* EXERCISE BRIEF *
The answer is the full set of records below, transcribed exactly.
□ □ □ □ □ □ □
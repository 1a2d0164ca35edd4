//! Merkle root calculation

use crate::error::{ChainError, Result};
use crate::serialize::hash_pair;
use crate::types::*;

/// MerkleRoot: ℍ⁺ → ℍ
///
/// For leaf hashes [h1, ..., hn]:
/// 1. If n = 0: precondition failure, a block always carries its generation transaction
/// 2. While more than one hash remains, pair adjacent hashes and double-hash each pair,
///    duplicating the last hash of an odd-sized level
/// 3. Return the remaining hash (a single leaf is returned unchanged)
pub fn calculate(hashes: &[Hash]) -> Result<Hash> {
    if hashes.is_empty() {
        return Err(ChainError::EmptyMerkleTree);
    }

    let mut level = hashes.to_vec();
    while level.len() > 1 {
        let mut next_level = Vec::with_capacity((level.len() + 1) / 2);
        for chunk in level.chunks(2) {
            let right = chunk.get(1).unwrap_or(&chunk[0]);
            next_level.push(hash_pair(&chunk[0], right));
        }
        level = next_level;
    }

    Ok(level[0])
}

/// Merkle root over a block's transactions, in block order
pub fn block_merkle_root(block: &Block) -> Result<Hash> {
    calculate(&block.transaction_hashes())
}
□ □ □ □ □ □ □
* ANSWER SECTION *
repository 1a2d0164ca35edd4
//! Merkle root calculation

use crate::error::{ChainError, Result};
use crate::serialize::hash_pair;
use crate::types::*;

/// MerkleRoot: ℍ⁺ → ℍ
///
/// For leaf hashes [h1, ..., hn]:
/// 1. If n = 0: precondition failure, a block always carries its generation transaction
/// 2. While more than one hash remains, pair adjacent hashes and double-hash each pair,
///    duplicating the last hash of an odd-sized level
/// 3. Return the remaining hash (a single leaf is returned unchanged)
pub fn calculate(hashes: &[Hash]) -> Result<Hash> {
    if hashes.is_empty() {
        return Err(ChainError::EmptyMerkleTree);
    }

    let mut level = hashes.to_vec();
    while level.len() > 1 {
        let mut next_level = Vec::with_capacity((level.len() + 1) / 2);
        for chunk in level.chunks(2) {
            let right = chunk.get(1).unwrap_or(&chunk[0]);
            next_level.push(hash_pair(&chunk[0], right));
        }
        level = next_level;
    }

    Ok(level[0])
}

/// Merkle root over a block's transactions, in block order
pub fn block_merkle_root(block: &Block) -> Result<Hash> {
    calculate(&block.transaction_hashes())
}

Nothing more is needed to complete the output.